Records contained in a dataset:
:::::
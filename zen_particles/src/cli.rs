use clap::Parser;

use crate::config::SourceKind;

#[derive(Parser, Debug, Clone)]
#[command(author, version, about)]
pub struct Args {
    /// Path to config TOML
    #[arg(long, default_value = "zen_particles.toml")]
    pub config: String,

    /// Starting model: heart, flower, saturn, buddha or firework (overrides config)
    #[arg(long)]
    pub shape: Option<String>,

    /// Starting tint as #rrggbb (overrides config)
    #[arg(long)]
    pub color: Option<String>,

    /// Number of particles (overrides config)
    #[arg(long)]
    pub count: Option<usize>,

    /// Gesture source (overrides config)
    #[arg(long, value_enum)]
    pub source: Option<SourceKind>,

    /// Skip the interactive prompts and start straight away
    #[arg(long, default_value_t = false)]
    pub quick: bool,
}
:::::
### EXERCISE BRIEF
Reproduce the data shown above with every line intact.

### ANSWER TO THIS PROBLEM
filename zen_particles/src/cli.rs
use clap::Parser;

use crate::config::SourceKind;

#[derive(Parser, Debug, Clone)]
#[command(author, version, about)]
pub struct Args {
    /// Path to config TOML
    #[arg(long, default_value = "zen_particles.toml")]
    pub config: String,

    /// Starting model: heart, flower, saturn, buddha or firework (overrides config)
    #[arg(long)]
    pub shape: Option<String>,

    /// Starting tint as #rrggbb (overrides config)
    #[arg(long)]
    pub color: Option<String>,

    /// Number of particles (overrides config)
    #[arg(long)]
    pub count: Option<usize>,

    /// Gesture source (overrides config)
    #[arg(long, value_enum)]
    pub source: Option<SourceKind>,

    /// Skip the interactive prompts and start straight away
    #[arg(long, default_value_t = false)]
    pub quick: bool,
}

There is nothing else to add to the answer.